I enjoyed the first two X-Men films. They had heart, sensitivity, and a strong understanding of each and every character's soul. I grew up reading X-Men. I liked almost all the characters and, unlike many of my friends, I am not some X-Men purist who gets upset when Hollywood makes a change from the comic book. I enjoyed the subtle but appropriate changes to all the X-Men characters. Why? Because the scriptwriters and director Bryan Singer understood the soul of each character. Each X-Man and each villain seemed to have a strong character "spine" that resonated. You understood their motives, actions, and mindset completely.

You understood Eric Lensherr (aka Magneto) and his rage towards humans.

You understood Wolverine's reluctance, and you liked his bad boy attitude.

You related to Jean Grey's fears; her hesitation and his uneasiness.

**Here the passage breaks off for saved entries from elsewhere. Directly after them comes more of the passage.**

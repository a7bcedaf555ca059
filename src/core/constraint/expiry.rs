//! Constraint on how long an activation may last

use super::{Check, Constraint, ConstraintSpec, HumanDuration, Property, PropertyType, PropertyValue};
use crate::core::error::ConstraintError;
use crate::core::expression::Value;
use chrono::Duration;

/// Limits how long an activation lasts
///
/// With `min == max` the duration is fixed and the user is not asked for
/// anything. Otherwise the user picks a duration within `[min, max]`.
#[derive(Debug, Clone, PartialEq)]
pub struct ExpiryConstraint {
    min: Duration,
    max: Duration,
}

impl ExpiryConstraint {
    /// Name of the constraint and of its input property
    pub const NAME: &'static str = "expiry";

    pub fn new(min: Duration, max: Duration) -> Result<Self, ConstraintError> {
        if min < Duration::zero() || max < Duration::zero() {
            return Err(ConstraintError::InvalidBounds(
                "expiry bounds must not be negative".to_string(),
            ));
        }
        if min > max {
            return Err(ConstraintError::InvalidBounds(format!(
                "minimum expiry {} exceeds maximum {}",
                HumanDuration(&min),
                HumanDuration(&max)
            )));
        }
        Ok(ExpiryConstraint { min, max })
    }

    pub fn fixed(duration: Duration) -> Result<Self, ConstraintError> {
        Self::new(duration, duration)
    }

    pub fn min(&self) -> Duration {
        self.min
    }

    pub fn max(&self) -> Duration {
        self.max
    }

    pub fn is_fixed(&self) -> bool {
        self.min == self.max
    }

    /// Duration chosen by the inputs of a check, or the fixed duration
    ///
    /// Returns `None` if a variable duration was not supplied or lies outside
    /// the bounds.
    pub fn extract_expiry(&self, input: &[Property]) -> Option<Duration> {
        if self.is_fixed() {
            return Some(self.min);
        }

        input
            .iter()
            .find(|p| p.name() == Self::NAME && p.is_within_bounds())
            .and_then(|p| match p.value() {
                Some(PropertyValue::Duration(d)) => Some(*d),
                _ => None,
            })
    }
}

impl Constraint for ExpiryConstraint {
    fn name(&self) -> &str {
        Self::NAME
    }

    fn display_name(&self) -> String {
        if self.is_fixed() {
            format!("Access expires after {}", HumanDuration(&self.min))
        } else {
            format!(
                "Choose an expiry between {} and {}",
                HumanDuration(&self.min),
                HumanDuration(&self.max)
            )
        }
    }

    fn create_check(&self) -> Box<dyn Check + '_> {
        let input = if self.is_fixed() {
            Vec::new()
        } else {
            vec![Property::new(
                Self::NAME,
                "Expiry",
                PropertyType::Duration {
                    min: Some(self.min),
                    max: Some(self.max),
                },
                true,
            )]
        };
        Box::new(ExpiryCheck {
            constraint: self,
            input,
        })
    }

    fn to_spec(&self) -> ConstraintSpec {
        ConstraintSpec::Expiry {
            min: self.min,
            max: self.max,
        }
    }

    fn as_expiry(&self) -> Option<&ExpiryConstraint> {
        Some(self)
    }
}

struct ExpiryCheck<'a> {
    constraint: &'a ExpiryConstraint,
    input: Vec<Property>,
}

impl Check for ExpiryCheck<'_> {
    fn constraint(&self) -> &dyn Constraint {
        self.constraint
    }

    fn input(&self) -> &[Property] {
        &self.input
    }

    fn input_mut(&mut self) -> &mut [Property] {
        &mut self.input
    }

    fn add_context(&mut self, _name: &str, _value: Value) {}

    fn evaluate(self: Box<Self>) -> Result<bool, ConstraintError> {
        Ok(self.constraint.extract_expiry(&self.input).is_some())
    }
}
//! Systems: named collections of groups, loaded eagerly or on first access

use super::{JitGroupPolicy, Policy, PolicyNode};
use crate::core::error::PolicyError;
use crate::core::events;
use once_cell::sync::OnceCell;
use std::collections::BTreeMap;
use std::fmt;
use tracing::{debug, warn};

/// Produces the groups of a system on first access
pub trait GroupLoader: Send + Sync {
    fn load(&self, system: &str) -> Result<Vec<JitGroupPolicy>, PolicyError>;
}

enum Groups {
    Owned(BTreeMap<String, JitGroupPolicy>),
    Lazy {
        loader: Box<dyn GroupLoader>,
        loaded: OnceCell<Result<BTreeMap<String, JitGroupPolicy>, PolicyError>>,
    },
}

/// A system within an environment, containing groups
///
/// Groups are either added explicitly or, for lazily loaded systems,
/// produced once by a [`GroupLoader`]. The loader runs at most once even
/// under concurrent first access; every caller observes its result,
/// including a failure, for the lifetime of the system.
pub struct SystemPolicy {
    node: PolicyNode,
    groups: Groups,
}

impl SystemPolicy {
    pub fn new(node: PolicyNode) -> Self {
        SystemPolicy {
            node,
            groups: Groups::Owned(BTreeMap::new()),
        }
    }

    /// System whose groups are loaded on first access; `add` is rejected
    pub fn lazy(node: PolicyNode, loader: Box<dyn GroupLoader>) -> Self {
        SystemPolicy {
            node,
            groups: Groups::Lazy {
                loader,
                loaded: OnceCell::new(),
            },
        }
    }

    pub fn is_lazy(&self) -> bool {
        matches!(self.groups, Groups::Lazy { .. })
    }

    /// Add a group, failing if a sibling already has its name
    pub fn add(&mut self, group: JitGroupPolicy) -> Result<(), PolicyError> {
        match &mut self.groups {
            Groups::Owned(groups) => {
                if groups.contains_key(group.name()) {
                    return Err(PolicyError::DuplicateName(group.name().to_string()));
                }
                groups.insert(group.name().to_string(), group);
                Ok(())
            }
            Groups::Lazy { .. } => Err(PolicyError::ReadOnly(self.node.name().to_string())),
        }
    }

    /// Builder-style variant of [`SystemPolicy::add`]
    pub fn with_group(mut self, group: JitGroupPolicy) -> Result<Self, PolicyError> {
        self.add(group)?;
        Ok(self)
    }

    /// All groups, ordered by name
    pub fn groups(&self) -> Result<Vec<&JitGroupPolicy>, PolicyError> {
        Ok(self.group_map()?.values().collect())
    }

    /// Look up a group by name (case-sensitive)
    pub fn group(&self, name: &str) -> Result<Option<&JitGroupPolicy>, PolicyError> {
        Ok(self.group_map()?.get(name))
    }

    fn group_map(&self) -> Result<&BTreeMap<String, JitGroupPolicy>, PolicyError> {
        match &self.groups {
            Groups::Owned(groups) => Ok(groups),
            Groups::Lazy { loader, loaded } => loaded
                .get_or_init(|| self.load(loader.as_ref()))
                .as_ref()
                .map_err(Clone::clone),
        }
    }

    fn load(&self, loader: &dyn GroupLoader) -> Result<BTreeMap<String, JitGroupPolicy>, PolicyError> {
        let system = self.node.name();
        let groups = loader.load(system).map_err(|e| {
            warn!(event = events::POLICY_LAZY_LOAD, system, error = %e, "loading groups failed");
            e
        })?;

        let mut map = BTreeMap::new();
        for group in groups {
            if map.contains_key(group.name()) {
                return Err(PolicyError::DuplicateName(group.name().to_string()));
            }
            map.insert(group.name().to_string(), group);
        }

        debug!(event = events::POLICY_LAZY_LOAD, system, groups = map.len(), "loaded groups");
        Ok(map)
    }
}

impl Policy for SystemPolicy {
    fn node(&self) -> &PolicyNode {
        &self.node
    }
}

impl fmt::Debug for SystemPolicy {
    fn fmt(&self, f: &mut fmt::Formatter<'_>) -> fmt::Result {
        let mut s = f.debug_struct("SystemPolicy");
        s.field("node", &self.node);
        match &self.groups {
            Groups::Owned(groups) => s.field("groups", &groups.keys().collect::<Vec<_>>()),
            Groups::Lazy { loaded, .. } => s.field("loaded", &loaded.get().is_some()),
        };
        s.finish()
    }
}

#[cfg(test)]
mod tests {
    use super::*;
    use std::sync::atomic::{AtomicUsize, Ordering};
    use std::sync::Arc;

    fn group(name: &str) -> JitGroupPolicy {
        JitGroupPolicy::new(PolicyNode::new(name, "").unwrap())
    }

    struct CountingLoader {
        calls: Arc<AtomicUsize>,
        fail: bool,
    }

    impl GroupLoader for CountingLoader {
        fn load(&self, system: &str) -> Result<Vec<JitGroupPolicy>, PolicyError> {
            self.calls.fetch_add(1, Ordering::SeqCst);
            if self.fail {
                return Err(PolicyError::Loader {
                    system: system.to_string(),
                    message: "backend unavailable".to_string(),
                });
            }
            Ok(vec![group("a"), group("b")])
        }
    }

    fn lazy(fail: bool) -> (SystemPolicy, Arc<AtomicUsize>) {
        let calls = Arc::new(AtomicUsize::new(0));
        let system = SystemPolicy::lazy(
            PolicyNode::new("sys", "").unwrap(),
            Box::new(CountingLoader {
                calls: Arc::clone(&calls),
                fail,
            }),
        );
        (system, calls)
    }

    #[test]
    fn test_add_rejects_duplicates() {
        let mut system = SystemPolicy::new(PolicyNode::new("sys", "").unwrap());
        system.add(group("a")).unwrap();
        assert!(matches!(
            system.add(group("a")),
            Err(PolicyError::DuplicateName(_))
        ));
        assert!(system.group("a").unwrap().is_some());
        assert!(system.group("A").unwrap().is_none());
    }

    #[test]
    fn test_lazy_loads_once() {
        let (system, calls) = lazy(false);
        assert_eq!(calls.load(Ordering::SeqCst), 0);

        assert_eq!(system.groups().unwrap().len(), 2);
        assert!(system.group("b").unwrap().is_some());
        assert_eq!(calls.load(Ordering::SeqCst), 1);
    }

    #[test]
    fn test_lazy_rejects_add() {
        let (mut system, _) = lazy(false);
        assert!(matches!(system.add(group("c")), Err(PolicyError::ReadOnly(_))));
    }

    #[test]
    fn test_lazy_error_is_memoized() {
        let (system, calls) = lazy(true);
        assert!(matches!(system.groups(), Err(PolicyError::Loader { .. })));
        assert!(matches!(system.group("a"), Err(PolicyError::Loader { .. })));
        assert_eq!(calls.load(Ordering::SeqCst), 1);
    }

    #[test]
    fn test_lazy_duplicate_groups_fail_load() {
        struct Duplicates;
        impl GroupLoader for Duplicates {
            fn load(&self, _: &str) -> Result<Vec<JitGroupPolicy>, PolicyError> {
                Ok(vec![group("a"), group("a")])
            }
        }

        let system = SystemPolicy::lazy(PolicyNode::new("sys", "").unwrap(), Box::new(Duplicates));
        assert!(matches!(system.groups(), Err(PolicyError::DuplicateName(_))));
    }
}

You nodded in approval in X-Men 2 when Mystique ( played by a shape shifting Rebecca Romjin) tells the blue-skinned, devil-tailed Nightcrawler (Alan Cumming) that they shouldn't have to hide their physical oddities. Living things should be respected for what they are, not what they look like.

You understood, or at the very least sympathized, with the themes dealing with racism, tolerance, and equality. Each character carried their stand on these issues wherever they went on screen.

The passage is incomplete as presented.